Auto union chief Shawn Fain quotes Malcolm X, shines on Facebook as takes on Detroit Three

DETROIT, Sept 14 (Reuters) – With just over 30 hours to go before a strike deadline he set, United Auto Workers President Shawn Fain on Wednesday rolled out the latest, unprecedented twist in his unorthodox campaign to win a historic contract for nearly 150,000 workers at the Detroit Three automakers.

For the first time in the UAW’s history, the union could order members at all three of Detroit’s automakers — General Motors, Ford and Stellantis NV — to walk off the job starting after their contracts expire at 11:59 p.m. ET on Thursday, Fain said in a Facebook video address Wednesday evening.

The Friday walkout would start with targeted strikes designed to “create confusion,” among automakers, Fain said, leaving the door open for last-minute agreements.

A quoter of the Bible and Nation of Islam civil rights leader Malcolm X, a gleeful social media star and a master of charts and financial talk, Fain has remade the strategy of the union he leads, choosing a bolder, much riskier path than his predecessors.

Never before has the UAW tried rolling strikes at all three companies to win a contract, and never has it demanded as much.

Referring to Biblical scripture, Fain asked union members: “Are you willing to have faith and move that mountain? Nobody’s coming to save us.”

The rolling strike strategy is just the latest way in which Fain has broken with decades of UAW tradition since he won office by a narrow margin in a first-ever direct election earlier this year.

Fain has used charts and graphs to dissect wage and benefit offers from the automakers during his video talks – details his predecessors kept behind closed doors in the final hours of bargaining.

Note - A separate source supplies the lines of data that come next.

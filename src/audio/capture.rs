//! Microphone to duplex channel forwarding
//!
//! ```text
//! Audio Thread (sync)              Tokio Runtime (async)
//! ┌──────────────────┐             ┌────────────────────────┐
//! │ cpal callback    │──channel──▶ │ AudioCapturePipe::run()│
//! │ try_send(frame)  │             │   ├─ PCM16 + base64    │
//! └──────────────────┘             │   └─ try_send to WS    │
//!                                  └────────────────────────┘
//! ```
//!
//! Delivery is at-most-once: a frame that cannot be queued right away is
//! counted and dropped.

use std::sync::Arc;

use tokio::sync::mpsc;
use tokio_util::sync::CancellationToken;

use crate::live::LiveSender;
use crate::metrics::CaptureCounters;

pub struct AudioCapturePipe {
    frames: mpsc::Receiver<Vec<f32>>,
    sender: LiveSender,
    sample_rate: u32,
    counters: Arc<CaptureCounters>,
}

impl AudioCapturePipe {
    pub fn new(
        frames: mpsc::Receiver<Vec<f32>>,
        sender: LiveSender,
        sample_rate: u32,
        counters: Arc<CaptureCounters>,
    ) -> Self {
        Self {
            frames,
            sender,
            sample_rate,
            counters,
        }
    }

    /// Forward frames until the microphone stops or `cancel` fires.
    ///
    /// Returns the number of frames sent.
    pub async fn run(mut self, cancel: CancellationToken) -> u64 {
        log::info!("AudioCapturePipe: forwarding at {}Hz", self.sample_rate);
        let mut sent = 0u64;

        loop {
            let frame = tokio::select! {
                _ = cancel.cancelled() => break,
                frame = self.frames.recv() => match frame {
                    Some(frame) => frame,
                    None => break,
                },
            };

            self.counters.record_captured();

            if self.sender.is_closed() {
                self.counters.record_dropped();
                continue;
            }

            match self.sender.try_send_audio(&frame, self.sample_rate) {
                Ok(()) => {
                    sent += 1;
                    self.counters.record_sent();
                    if sent % 50 == 0 {
                        log::debug!("AudioCapturePipe: sent {} chunks", sent);
                    }
                }
                Err(e) => {
                    self.counters.record_dropped();
                    log::trace!("AudioCapturePipe: dropped frame: {}", e);
                }
            }
        }

        log::info!(
            "AudioCapturePipe: stopped, {} chunks sent, {} dropped",
            sent,
            self.counters.dropped()
        );
        sent
    }
}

He has rebutted automakers’ concerns about labor costs by pointing out that they have poured billions into share buybacks to benefit investors.

“If they’ve got money for Wall Street they sure as hell have money for the workers making the product,” he said.

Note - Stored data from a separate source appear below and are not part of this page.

//! 统一错误模型
//! 定义所有错误类型和错误响应格式

use axum::{
    http::{header, HeaderValue, StatusCode},
    response::{IntoResponse, Json, Response},
};
use serde::Serialize;
use thiserror::Error;

/// 应用错误类型
#[derive(Debug, Error)]
pub enum AppError {
    #[error("Database error: {0}")]
    Database(#[from] sqlx::Error),

    #[error("Configuration error: {0}")]
    Config(String),

    /// 用户名不存在与密码错误对调用方不可区分
    #[error("Incorrect username or password")]
    NotAuthenticated,

    /// 签名错误、格式错误、已过期、缺少 subject 或 subject 无法解析
    #[error("Could not validate credentials")]
    InvalidToken,

    #[error("Inactive user")]
    InactiveAccount,

    #[error("Conflict: {0}")]
    Conflict(String),

    #[error("Invalid request: {0}")]
    BadRequest(String),

    #[error("Internal server error: {0}")]
    Internal(String),
}

impl AppError {
    /// 获取 HTTP 状态码
    pub fn status_code(&self) -> StatusCode {
        match self {
            AppError::NotAuthenticated | AppError::InvalidToken => StatusCode::UNAUTHORIZED,
            AppError::InactiveAccount | AppError::BadRequest(_) => StatusCode::BAD_REQUEST,
            AppError::Conflict(_) => StatusCode::CONFLICT,
            AppError::Database(_) | AppError::Config(_) | AppError::Internal(_) => {
                StatusCode::INTERNAL_SERVER_ERROR
            }
        }
    }

    /// 获取用户友好的错误消息（不包含敏感信息）
    pub fn user_message(&self) -> String {
        match self {
            AppError::NotAuthenticated => "Incorrect username or password".to_string(),
            AppError::InvalidToken => "Could not validate credentials".to_string(),
            AppError::InactiveAccount => "Inactive user".to_string(),
            AppError::Conflict(msg) | AppError::BadRequest(msg) => msg.clone(),
            AppError::Database(_) => "Database error occurred".to_string(),
            AppError::Config(_) => "Configuration error".to_string(),
            AppError::Internal(_) => "Internal server error".to_string(),
        }
    }

    /// 获取错误码
    pub fn code(&self) -> u16 {
        self.status_code().as_u16()
    }

    /// 客户端需要重新认证
    pub fn requires_reauthentication(&self) -> bool {
        matches!(self, AppError::NotAuthenticated | AppError::InvalidToken)
    }
}

/// 错误响应 DTO
#[derive(Serialize)]
pub struct ErrorResponse {
    pub error: ErrorDetail,
}

#[derive(Serialize)]
pub struct ErrorDetail {
    pub code: u16,
    pub message: String,
    pub request_id: String,
}

impl IntoResponse for AppError {
    fn into_response(self) -> Response {
        let status = self.status_code();
        let request_id = uuid::Uuid::new_v4().to_string();

        let error_response = ErrorResponse {
            error: ErrorDetail {
                code: self.code(),
                message: self.user_message(),
                request_id,
            },
        };

        // 认证失败属于正常流程，服务端错误才记 error
        if status.is_server_error() {
            tracing::error!(
                code = self.code(),
                message = %self,
                request_id = %error_response.error.request_id,
                "Application error"
            );
        } else {
            tracing::debug!(
                code = self.code(),
                message = %self,
                request_id = %error_response.error.request_id,
                "Request rejected"
            );
        }

        let mut response = (status, Json(error_response)).into_response();
        if self.requires_reauthentication() {
            response
                .headers_mut()
                .insert(header::WWW_AUTHENTICATE, HeaderValue::from_static("Bearer"));
        }

        response
    }
}

/// 从 String 转换为 AppError::Config
impl From<String> for AppError {
    fn from(s: String) -> Self {
        AppError::Config(s)
    }
}

/// 从 config::ConfigError 转换
impl From<config::ConfigError> for AppError {
    fn from(e: config::ConfigError) -> Self {
        AppError::Config(e.to_string())
    }
}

With the clock ticking down, Fain is running what amounts to a public auction among the companies to push each one to top the other to avoid a costly walkout. Prior UAW presidents picked just one to set a pattern for the other two.

Fain has made creative use of social media, appearances on network and cable news programs and alliances with high-profile progressive politicians such as U.S. Sen. Bernie Sanders, to reframe the UAW’s contract bargaining as a battle to re-set the balance of power between workers and global corporations.

“We fight for the good of the entire working class and the poor,” he said.

Over and over, the hard-nosed union chief has told UAW members at the Detroit Three that they can reverse 20 years of wage and retiree benefit concessions, stop further plant closures and end a seniority-based, tiered compensation system that pays new hires as much as 44% less than veteran workers.

Achieving any one of those goals in one bargaining round would be a significant achievement. UAW-Detroit Three contracts have tended toward incremental change, with worker gains offset by provisions that allowed the companies to drive costs down with automation and process efficiency.

The 54-year-old union veteran, who carries his UAW-member grandfather’s pay stubs in his wallet, has escalated his rhetoric – and his stage craft – since bargaining kicked off in July.

In one of his early Facebook Live videos, he delivered his message wearing a black T-shirt with a quotation from U.S. civil rights leader Malcolm X on the back.

On Wednesday, he told UAW members they must fight for a better contract “by any means necessary” – one of Malcolm X’s most quoted phrases.

Moments later, Fain quoted from the Christian Bible – which he said he reads daily.

Fain has slammed the automakers’ “inadequate” wage offers with a trash can labeled “Big Three Proposals” perched on a shelf behind him.

LONG-TERM TECHNOLOGY THREATS

Now comes the crucial test for Fain’s strategy as the current contracts with the Detroit Three expire.

In 2019, the union launched a strike against GM when the company refused to agree to a contract by the deadline. That six-week strike cost GM $3.6 billion and stressed the finances of UAW members.

The union has since beefed up its strike fund to $825 million. But the automakers have billions in cash to withstand job actions.

Other unions, including Teamsters at delivery giant United Parcel Service (UPS.N) and writers and actors in Hollywood, have also been emboldened, and some including UPS have won substantial raises. The actors and writers have been on strike for more than 100 days.

Like the Hollywood unions, the UAW members at the Detroit Three face threats from new technology that a richer contract will not resolve. Executives of the Detroit Three have said the UAW’s demands will make them uncompetitive as the shift to EVs offsets the profits delivered by the combustion trucks UAW members build.

Fain dismisses those warnings.

“They pretend the sky will fall if we get our fair share of the quarter of a trillion dollars the Big Three have made over the past decade,” Fain said. “It’s the billionaire economy – that’s what they are worried about.”